Rainbow Bridge

Lady

Rescue is never easy.

 
Silicon Valley Pet Project hopes for a happily-ever-after in every single case but sometimes it doesn't happen.  Sometimes the animals are too sick or too neglected to move forward. 
 
When Lady, a stunningly beautiful chocolate siamese  was abandoned at the doorsteps of one of our vet partners, we didn't hesitate to welcome her into our organization.  Sadly, she was too far gone to make a recovery.  Despite  our best efforts to help her and around the clock care from our fabulous foster mom Thu, we could not save her from suffering. 
 
Lady will  forever be in our thoughts --- our first fospice case – when fostering meets hospice in order to help an animal. 



Buddy

Love from a Foster Parent

Buddy is gone.  My heart has a hole, but I know it was the right decision. 

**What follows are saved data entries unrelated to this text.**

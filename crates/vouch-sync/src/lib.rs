#![deny(clippy::dbg_macro)]
#![deny(clippy::todo)]
#![allow(missing_docs)]
//! # Vouch Sync - client-side action synchronization
//!
//! Applies actions optimistically, queues them per (role, service), sends
//! them to the host and folds the host's audit trail back into local state.
//!
//! - **Coordinator**: a per-lane gate so at most one exchange per
//!   (role, service) claims a watermark, plus the pending queue
//! - **Reconciler**: replays trail entries; conflicts with pending actions
//!   are resolved by reversing the interfering suffix, applying, redoing
//! - **Full-state fallback**: modules that cannot be replayed are replaced
//!   wholesale with the host's state
//!
//! ```rust,no_run
//! # use std::sync::Arc;
//! # use vouch_core::{ModuleRegistry, MemoryStorageHandler, SyncConfig, Transport, RoleId, EntityId, Action};
//! # use vouch_sync::SyncEngine;
//! # async fn example(registry: Arc<ModuleRegistry>, transport: Arc<dyn Transport>, action: Action) -> vouch_sync::SyncResult<()> {
//! let engine = Arc::new(SyncEngine::new(
//!     registry,
//!     Arc::new(MemoryStorageHandler::new()),
//!     transport,
//!     SyncConfig::default(),
//! ));
//! let role = RoleId::from_name("phone");
//! engine.add_role(role, action.entity);
//! let service = action.service.clone();
//! let ticket = engine.execute(role, action).await?;
//! engine.flush(role, &service).await?;
//! let time = ticket.wait().await?;
//! # let _ = time;
//! # Ok(())
//! # }
//! ```

mod coordinator;
mod engine;
mod error;
mod fullstate;
mod local;
mod reconcile;

pub use coordinator::{EntryState, Lane, PendingEntry, PendingQueue, SuspendGuard, SyncCoordinator};
pub use engine::{FlushReport, PendingAck, PendingView, RoleHandle, SyncEngine};
pub use error::{ActionRejected, SyncError, SyncResult};
pub use fullstate::Replacement;
pub use local::{LocalStore, WatermarkTable};
pub use reconcile::{ReconcileReport, Reconciler};
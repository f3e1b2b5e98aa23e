use chrono::{Datelike, NaiveDate};
use tracing::debug;

use crate::dates;

/// Displayed month; `month` is zero-based (`0` = January).
#[derive(Debug, Clone, Copy, PartialEq, Eq, Hash)]
pub struct CalendarCursor {
    pub year: i32,
    pub month: u32,
}

impl CalendarCursor {
    /// Normalizes an out-of-range month into the year.
    pub fn new(year: i32, month: i64) -> Self {
        shift(Self { year, month: 0 }, month)
    }

    pub fn containing(date: NaiveDate) -> Self {
        Self {
            year: date.year(),
            month: date.month0(),
        }
    }

    pub fn first_day(&self) -> Option<NaiveDate> {
        dates::first_day_of_month(self.year, self.month)
    }

    pub fn contains(&self, date: NaiveDate) -> bool {
        date.year() == self.year && date.month0() == self.month
    }

    /// Normalizes the month and pulls the cursor back inside the range whose
    /// whole six-week grid chrono can represent.
    pub fn clamped(self) -> Self {
        shift(self, 0)
    }
}

/// Earliest and latest cursors whose grid fits in `NaiveDate`. The edge
/// years are excluded since their grids spill past `MIN`/`MAX`.
pub fn cursor_bounds() -> (CalendarCursor, CalendarCursor) {
    (
        CalendarCursor {
            year: NaiveDate::MIN.year() + 1,
            month: 0,
        },
        CalendarCursor {
            year: NaiveDate::MAX.year() - 1,
            month: 11,
        },
    )
}

/// Moves `cursor` by `delta_months`, carrying whole years in either direction.
/// Results past the representable range stick to the nearest bound.
pub fn shift(cursor: CalendarCursor, delta_months: i64) -> CalendarCursor {
    let (lo, hi) = cursor_bounds();
    let total = month_index(cursor).saturating_add(delta_months);
    let total = total.clamp(month_index(lo), month_index(hi));
    CalendarCursor {
        year: i32::try_from(total.div_euclid(12)).unwrap_or(lo.year),
        month: u32::try_from(total.rem_euclid(12)).unwrap_or(0),
    }
}

fn month_index(cursor: CalendarCursor) -> i64 {
    i64::from(cursor.year) * 12 + i64::from(cursor.month)
}

#[derive(Debug, Clone, Copy, PartialEq, Eq)]
pub struct CalendarNavigator {
    cursor: CalendarCursor,
}

impl CalendarNavigator {
    pub fn new(cursor: CalendarCursor) -> Self {
        Self { cursor }
    }

    pub fn at_today() -> Self {
        Self::new(CalendarCursor::containing(dates::today()))
    }

    pub fn cursor(&self) -> CalendarCursor {
        self.cursor
    }

    pub fn shift_by(&mut self, delta_months: i64) -> CalendarCursor {
        self.cursor = shift(self.cursor, delta_months);
        debug!(
            year = self.cursor.year,
            month = self.cursor.month,
            delta_months,
            "moved calendar cursor"
        );
        self.cursor
    }

    pub fn prev(&mut self) -> CalendarCursor {
        self.shift_by(-1)
    }

    pub fn next(&mut self) -> CalendarCursor {
        self.shift_by(1)
    }
}
use std::collections::HashMap;

use chrono::{Datelike, NaiveDate};

use crate::dates;
use crate::navigator::CalendarCursor;
use crate::task::{Task, TaskId};

/// Six full weeks.
pub const GRID_CELLS: usize = 42;
pub const CELL_LABEL_MAX_CHARS: usize = 8;
pub const ELLIPSIS: &str = "...";

/// Tasks ordered by date; tasks sharing a date keep collection order.
pub fn project_list(tasks: &[Task]) -> Vec<&Task> {
    let mut ordered: Vec<&Task> = tasks.iter().collect();
    ordered.sort_by_key(|task| task.date);
    ordered
}

/// A task as shown inside a calendar cell.
#[derive(Debug, Clone, PartialEq, Eq)]
pub struct CellEntry {
    pub id: TaskId,
    /// Possibly truncated text for the cell.
    pub label: String,
    /// Untruncated text, the tooltip.
    pub full_text: String,
    pub completed: bool,
}

#[derive(Debug, Clone, PartialEq, Eq)]
pub struct DayCell {
    pub date: NaiveDate,
    pub in_current_month: bool,
    pub is_today: bool,
    pub entries: Vec<CellEntry>,
}

impl DayCell {
    pub fn day(&self) -> u32 {
        self.date.day()
    }
}

#[derive(Debug, Clone, PartialEq, Eq)]
pub struct CalendarModel {
    pub cursor: CalendarCursor,
    pub grid_start: NaiveDate,
    pub cells: Vec<DayCell>,
}

impl CalendarModel {
    pub fn weeks(&self) -> impl Iterator<Item = &[DayCell]> {
        self.cells.chunks(7)
    }

    pub fn cell(&self, date: NaiveDate) -> Option<&DayCell> {
        self.cells.iter().find(|cell| cell.date == date)
    }
}

/// Builds the month grid for `cursor`. Pure: `today` is passed in rather
/// than read from the clock.
pub fn project_calendar(cursor: CalendarCursor, tasks: &[Task], today: NaiveDate) -> CalendarModel {
    let cursor = cursor.clamped();
    let first = cursor.first_day().unwrap_or(NaiveDate::MIN);
    let grid_start = dates::start_of_week_sunday(first);

    let mut buckets: HashMap<NaiveDate, Vec<&Task>> = HashMap::new();
    for task in tasks {
        buckets.entry(task.date).or_default().push(task);
    }

    let cells = (0..GRID_CELLS as i64)
        .map(|offset| {
            let date = dates::add_days(grid_start, offset);
            let entries: Vec<CellEntry> = buckets
                .get(&date)
                .map(|bucket| bucket.iter().copied().map(cell_entry).collect())
                .unwrap_or_default();
            DayCell {
                date,
                in_current_month: cursor.contains(date),
                is_today: dates::is_today(date, today),
                entries,
            }
        })
        .collect();

    CalendarModel {
        cursor,
        grid_start,
        cells,
    }
}

fn cell_entry(task: &Task) -> CellEntry {
    CellEntry {
        id: task.id.clone(),
        label: truncate_label(&task.text),
        full_text: task.text.clone(),
        completed: task.completed,
    }
}

/// Cuts `text` to `CELL_LABEL_MAX_CHARS` characters plus an ellipsis.
pub fn truncate_label(text: &str) -> String {
    if text.chars().count() <= CELL_LABEL_MAX_CHARS {
        return text.to_string();
    }
    let mut label: String = text.chars().take(CELL_LABEL_MAX_CHARS).collect();
    label.push_str(ELLIPSIS);
    label
}

#[cfg(test)]
mod tests {
    use chrono::{Datelike, NaiveDate, Weekday};

    use super::{GRID_CELLS, project_calendar, project_list, truncate_label};
    use crate::dates;
    use crate::navigator::{CalendarCursor, cursor_bounds, shift};
    use crate::task::{Task, TaskId};

    fn ymd(y: i32, m: u32, d: u32) -> NaiveDate {
        NaiveDate::from_ymd_opt(y, m, d).expect("valid date")
    }

    fn task(id: &str, text: &str, date: NaiveDate) -> Task {
        Task::new(TaskId::from(id), text.to_string(), date)
    }

    #[test]
    fn list_is_stable_by_date() {
        let tasks = vec![
            task("a", "a", ymd(2024, 5, 2)),
            task("b", "b", ymd(2024, 5, 1)),
            task("c", "c", ymd(2024, 5, 1)),
        ];
        let ids: Vec<&str> = project_list(&tasks).iter().map(|t| t.id.as_str()).collect();
        assert_eq!(ids, vec!["b", "c", "a"]);
    }

    #[test]
    fn leap_february_grid() {
        let model = project_calendar(CalendarCursor { year: 2024, month: 1 }, &[], ymd(2024, 2, 14));
        assert_eq!(model.cells.len(), GRID_CELLS);
        assert_eq!(model.cells[0].date, ymd(2024, 1, 28));
        assert_eq!(model.cells[0].date.weekday(), Weekday::Sun);
        assert_eq!(model.cells[41].date, ymd(2024, 3, 9));

        let in_month: Vec<NaiveDate> = model
            .cells
            .iter()
            .filter(|cell| cell.in_current_month)
            .map(|cell| cell.date)
            .collect();
        assert_eq!(in_month.len(), 29);
        assert_eq!(in_month.first(), Some(&ymd(2024, 2, 1)));
        assert_eq!(in_month.last(), Some(&ymd(2024, 2, 29)));

        let today: Vec<_> = model.cells.iter().filter(|cell| cell.is_today).collect();
        assert_eq!(today.len(), 1);
        assert_eq!(today[0].date, ymd(2024, 2, 14));
    }

    #[test]
    fn month_starting_on_sunday_begins_on_the_first() {
        let model = project_calendar(CalendarCursor { year: 2024, month: 8 }, &[], ymd(2000, 1, 1));
        assert_eq!(model.cells[0].date, ymd(2024, 9, 1));
        assert!(model.cells[0].in_current_month);
        assert!(model.cells.iter().all(|cell| !cell.is_today));
    }

    #[test]
    fn buckets_tasks_per_day_in_collection_order() {
        let tasks = vec![
            task("1", "dentist appointment", ymd(2024, 2, 5)),
            task("2", "gym", ymd(2024, 3, 1)),
            task("3", "pay rent", ymd(2024, 2, 5)),
            task("4", "far away", ymd(2024, 6, 1)),
        ];
        let model = project_calendar(CalendarCursor { year: 2024, month: 1 }, &tasks, ymd(2024, 2, 1));

        let cell = model.cell(ymd(2024, 2, 5)).expect("cell in grid");
        let labels: Vec<&str> = cell.entries.iter().map(|e| e.label.as_str()).collect();
        assert_eq!(labels, vec!["dentist ...", "pay rent"]);
        assert_eq!(cell.entries[0].full_text, "dentist appointment");

        let boundary = model.cell(ymd(2024, 3, 1)).expect("boundary cell");
        assert!(!boundary.in_current_month);
        assert_eq!(boundary.entries.len(), 1);

        let total: usize = model.cells.iter().map(|c| c.entries.len()).sum();
        assert_eq!(total, 3);
    }

    #[test]
    fn projection_is_deterministic() {
        let tasks = vec![task("1", "x", ymd(2024, 12, 31))];
        let cursor = CalendarCursor { year: 2024, month: 11 };
        assert_eq!(
            project_calendar(cursor, &tasks, ymd(2024, 12, 1)),
            project_calendar(cursor, &tasks, ymd(2024, 12, 1))
        );
    }

    #[test]
    fn every_reachable_cursor_yields_a_sunday_grid() {
        let start = CalendarCursor { year: 2024, month: 0 };
        let (lo, hi) = cursor_bounds();
        let cursors = [
            shift(start, i64::MAX),
            shift(start, i64::MIN),
            shift(start, 12 * 300_000),
            shift(start, -12 * 300_000),
            lo,
            hi,
            CalendarCursor { year: i32::MAX, month: 40 },
        ];

        for cursor in cursors {
            let model = project_calendar(cursor, &[], ymd(2024, 1, 1));
            assert_eq!(model.cells.len(), GRID_CELLS);
            assert_eq!(model.cells[0].date.weekday(), Weekday::Sun, "{cursor:?}");
            assert!(
                model
                    .cells
                    .windows(2)
                    .all(|pair| dates::add_days(pair[0].date, 1) == pair[1].date),
                "{cursor:?}"
            );
            assert!(model.cells.iter().any(|cell| cell.in_current_month), "{cursor:?}");
        }
    }

    #[test]
    fn truncation_counts_characters() {
        assert_eq!(truncate_label("12345678"), "12345678");
        assert_eq!(truncate_label("123456789"), "12345678...");
        assert_eq!(truncate_label("장보기와 청소하기 계획"), "장보기와 청소하...");
    }

    #[test]
    fn weeks_split_into_rows_of_seven() {
        let model = project_calendar(CalendarCursor { year: 2025, month: 0 }, &[], ymd(2025, 1, 1));
        let rows: Vec<_> = model.weeks().collect();
        assert_eq!(rows.len(), 6);
        assert!(rows.iter().all(|row| row.len() == 7 && row[0].date.weekday() == Weekday::Sun));
    }
}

The Bud was with me less than a month and I am left wondering how I can feel so heartbroken when I knew him for such a short while.  I guess it is because I believed that he would be fine and that we would have another year or maybe two together.  I believed that unconditional love would cure what ailed him.  I believed that a dog that sweet and pure and good would live just a while longer.  I believed that if I loved him enough, he would be just fine.  But it was not to be.

Buddy was surrendered to the San Jose shelter by his humans – for euthanasia.  It was noted that he had a limp and he was overweight – maybe arthritis or maybe cancer.  Either way, he didn’t deserve to be abandoned to spend his last days alone and in a cage at a noisy and stressful shelter.  Silicon Valley Pet Project offered to rescue him, and I immediately volunteered. I went to pick up The Bud, and immediately fell in love with the big lug.  He came limping out of the kennel, tail wagging and was happy to follow this new human home.

I called Buddy Thumper because he would thump, thump, thump his big tail whenever I approached.  He would lie on his side and barely lift his hind leg so that I would give him a tummy rub.  I would always finish off the tummy rub with a kiss on his muzzle and a “I love you, my special boy” whispered in his ear.  I called him my Elmer Fudd.  He had a sweet innocence about him – oh boy, oh boy, which way did they go? He would get excited, but everything was done in slow motion – in Buddy time.

I believe that Buddy crossed over The Rainbow Bridge and that his spirit soars.  He can dream his dreams and snooze through his naps.  He can awaken and easily rise to his feet and shake out his coat, all without pain or struggle.  He is free of the confinement of an aging and deteriorating body.  He is free to run though fields, to stop and sniff every blade of grass and to plop himself down and roll onto his back and wriggle and scratch, with his legs freely waving to the clouds.